EUR/USD maneuvered by 3 focuses to exchange at 1.3523 as exchanges keep on agonizing over the circumstances in Portugal and worldwide geopolitical anxiety. The Eurozone's inflationary viewpoint was affirmed yesterday as the district's shopper value file printed at a joint 4-year low of only 0.5%. A swelling perusing of underneath 1.0% is seen by the European Central Bank as being in 'risky domain'.
GBP/USD was down 2 points to trade at 1.7099 on a day with no data and little news as traders focused on political situations and violence around the globe. Investors also warmed to the pound this week after a surge in UK inflation bolstered expectations for an interest rate hike later this year. But data on Wednesday showing no signs of wage pressure slightly tempered those views.
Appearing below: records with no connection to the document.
mod input;
mod settings;

use anyhow::{Context, Result};
use clap::{Parser, Subcommand};
use salesops_pipeline::service::DEFAULT_HISTORY_LIMIT;
use salesops_pipeline::{
    CancellationToken, HistoryKind, OperationResult, OperationStatus, PipelineService,
};
use serde::Serialize;
use settings::{init_logging, load_config, ConfigOverrides};
use std::path::PathBuf;
use std::process::ExitCode;
use std::sync::Arc;
use std::time::Duration;
use tokio::sync::watch;
use tracing::{error, info, warn};

#[derive(Parser)]
#[command(name = "salesops")]
#[command(about = "Recurring sales forecast pipeline", long_about = None)]
struct Cli {
    /// YAML file with pipeline settings
    #[arg(long, global = true)]
    config: Option<PathBuf>,
    #[arg(long, global = true, default_value_t = false)]
    debug: bool,
    #[command(flatten)]
    overrides: ConfigOverrides,
    #[command(subcommand)]
    command: Commands,
}

#[derive(Subcommand)]
enum Commands {
    /// Append cleaned observations (JSON lines, `-` for stdin) to the raw stream
    Load { file: PathBuf },
    /// Run the pipeline once if the stream has rows past the watermark
    Trigger,
    /// Poll for new data and run the pipeline until interrupted
    Watch,
    /// Compare the newest candidate against production
    Evaluate,
    /// Compare feature statistics against the drift baseline
    Drift {
        /// Record the current statistics as the new baseline instead
        #[arg(long, default_value_t = false)]
        rebaseline: bool,
    },
    /// Show the model currently serving
    Production,
    /// Consistent health snapshot of registry, stream and drift
    Status,
    /// Newest-first rows from one of the history tables
    History {
        /// models, comparisons, drift, runs or triggers
        #[arg(long, default_value = "runs")]
        table: String,
        #[arg(long, default_value_t = DEFAULT_HISTORY_LIMIT)]
        limit: usize,
    },
    /// Clear a halt recorded after a registry invariant violation
    Resume,
}

fn main() -> ExitCode {
    let cli = Cli::parse();
    init_logging(cli.debug);

    match run(cli) {
        Ok(code) => code,
        Err(err) => {
            error!(event = "cli_error", error = %format!("{err:#}"));
            eprintln!("error: {err:#}");
            ExitCode::FAILURE
        }
    }
}

fn run(cli: Cli) -> Result<ExitCode> {
    let config = load_config(cli.config.as_deref(), &cli.overrides, |key| {
        std::env::var(key).ok()
    })?;
    let service = PipelineService::open(config)
        .context("Failed to open pipeline store (check --db or SALESOPS_DB_PATH)")?;

    match cli.command {
        Commands::Load { file } => {
            let batch = input::read_observations(&file)?;
            emit(&service.load_batch(batch.observations, batch.rejected_lines.len()))
        }
        Commands::Trigger => emit(&service.trigger_pipeline_if_new_data()),
        Commands::Watch => {
            let runtime = tokio::runtime::Builder::new_multi_thread()
                .enable_all()
                .build()
                .context("Failed to start async runtime")?;
            runtime.block_on(watch_loop(Arc::new(service)))
        }
        Commands::Evaluate => emit(&service.run_promotion_evaluation()),
        Commands::Drift { rebaseline } => {
            if rebaseline {
                emit(&service.reset_drift_baseline())
            } else {
                emit(&service.run_drift_check())
            }
        }
        Commands::Production => emit(&service.get_production_model()),
        Commands::Status => emit(&service.status()),
        Commands::History { table, limit } => {
            let kind: HistoryKind = table.parse()?;
            emit(&service.history(kind, limit))
        }
        Commands::Resume => emit(&service.resume()),
    }
}

/// Ticks every poll interval until Ctrl-C. An interrupt mid-run cancels the
/// run at its next stage boundary.
async fn watch_loop(service: Arc<PipelineService>) -> Result<ExitCode> {
    let interval = service.config().poll_interval().max(Duration::from_secs(1));
    let cancel = CancellationToken::new();
    let (shutdown_tx, mut shutdown_rx) = watch::channel(false);

    let signal_cancel = cancel.clone();
    tokio::spawn(async move {
        if tokio::signal::ctrl_c().await.is_ok() {
            info!(event = "watch_interrupt");
            signal_cancel.cancel();
            let _ = shutdown_tx.send(true);
        }
    });

    info!(event = "watch_start", poll_interval_secs = interval.as_secs());
    let mut ticker = tokio::time::interval(interval);
    loop {
        tokio::select! {
            _ = ticker.tick() => {}
            _ = shutdown_rx.changed() => break,
        }
        if cancel.is_cancelled() {
            break;
        }

        let worker = service.clone();
        let token = cancel.clone();
        let result = tokio::task::spawn_blocking(move || worker.trigger_pipeline_with(&token))
            .await
            .context("Pipeline worker panicked")?;

        match result.status {
            OperationStatus::Skipped => {}
            OperationStatus::Halted => {
                print_json(&result)?;
                warn!(event = "watch_stop", reason = %result.message);
                return Ok(exit_code(result.status));
            }
            _ => print_json(&result)?,
        }
    }

    info!(event = "watch_stop", reason = "interrupted");
    Ok(ExitCode::SUCCESS)
}

fn emit<T: Serialize>(result: &OperationResult<T>) -> Result<ExitCode> {
    print_json(result)?;
    Ok(exit_code(result.status))
}

fn print_json<T: Serialize>(result: &OperationResult<T>) -> Result<()> {
    let rendered = serde_json::to_string_pretty(result).context("Failed to encode result")?;
    println!("{rendered}");
    Ok(())
}

fn exit_code(status: OperationStatus) -> ExitCode {
    match status {
        OperationStatus::Ok | OperationStatus::Skipped => ExitCode::SUCCESS,
        OperationStatus::Failed => ExitCode::from(1),
        OperationStatus::Busy | OperationStatus::NoSignal => ExitCode::from(2),
        OperationStatus::Halted => ExitCode::from(3),
    }
}
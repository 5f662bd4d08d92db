use chrono::{DateTime, NaiveDate, SecondsFormat, Utc};
use rusqlite::{params, Connection, OptionalExtension, Row};
use salesops_core::{
    ComparisonDecision, ComparisonLogEntry, ContractError, DriftMetric, DriftStatus, FeatureRow,
    ModelMetrics, ModelRecord, ModelStatus, Observation, PipelineRun, RunPhase, RunStatus,
    TriggerKind, TriggerLogEntry, RAW_SALES_STREAM,
};
use std::path::{Path, PathBuf};
use thiserror::Error;

pub const PIPELINE_SCHEMA_VERSION: i64 = 1;

const HALT_KEY: &str = "halted";

#[derive(Debug, Error)]
pub enum StorageError {
    #[error("sqlite error: {0}")]
    Sqlite(#[from] rusqlite::Error),
    #[error("contract error: {0}")]
    Contract(#[from] ContractError),
    #[error("timestamp parse error: {0}")]
    Timestamp(String),
    #[error("unsupported schema version {found}, max supported {supported}")]
    UnsupportedSchemaVersion { found: i64, supported: i64 },
    #[error("unknown stream: {0}")]
    UnknownStream(String),
    #[error("model not found: {0}")]
    ModelNotFound(String),
    #[error("model already registered: {0}")]
    DuplicateModel(String),
    #[error("invalid transition for {version}: {from} -> {to}")]
    InvalidTransition {
        version: String,
        from: ModelStatus,
        to: ModelStatus,
    },
    #[error("registry invariant violated: {0}")]
    RegistryInvariant(String),
}

#[derive(Debug, Clone, PartialEq, Eq)]
pub struct StreamWatermark {
    pub stream: String,
    pub position: i64,
    pub updated_at: DateTime<Utc>,
}

#[derive(Debug, Clone, Copy, PartialEq, Eq)]
pub struct AppendReport {
    pub appended: usize,
    pub head: i64,
}

#[derive(Debug, Clone, PartialEq, Eq)]
pub struct HaltState {
    pub reason: String,
    pub since: DateTime<Utc>,
}

/// Single-connection handle over the pipeline database. Every multi-row
/// mutation runs in one transaction so readers never observe a half-applied
/// change.
pub struct PipelineStore {
    conn: Connection,
    path: Option<PathBuf>,
}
AUD/USD dipped 4 points to trade at 0.9388 as traders moved to safe assets as turmoil continues throughout the globe. The US dollar eased on risk adverse sentiment as the Yen seems to be the beneficiary. The AUD is expected to remain close to the 94 price level even though the RBA is trying to lower the currency value which will weigh on exports.
USD/JPY is trading at 101.26 down by 27 points as the yen continued to gain momentum while geopolitical situations in Palestine, Ukraine, Iraq and Libya keep temperatures boiling. The yen is expected to gain ahead of the UN Security Council’s emergency session. As tensions grown in Ukraine after a pro-Russian separatist group shot down a Malaysian airliner last week President Putin is trying to back away from the fact that Russia supplied the weapons. The yen may push the currency pair to trade as low as 101.18 the next major line of support.
Gold tumbled $6.30 to trade at 1310.60 as global stressed eased after over reaction to the situation in the Ukraine. Gold dipped on profit-taking after jumping 1.5 percent overnight, but the metal is likely to be supported by a wave of risk aversion after a Malaysian airliner was downed in eastern Ukraine, killing nearly 300 people.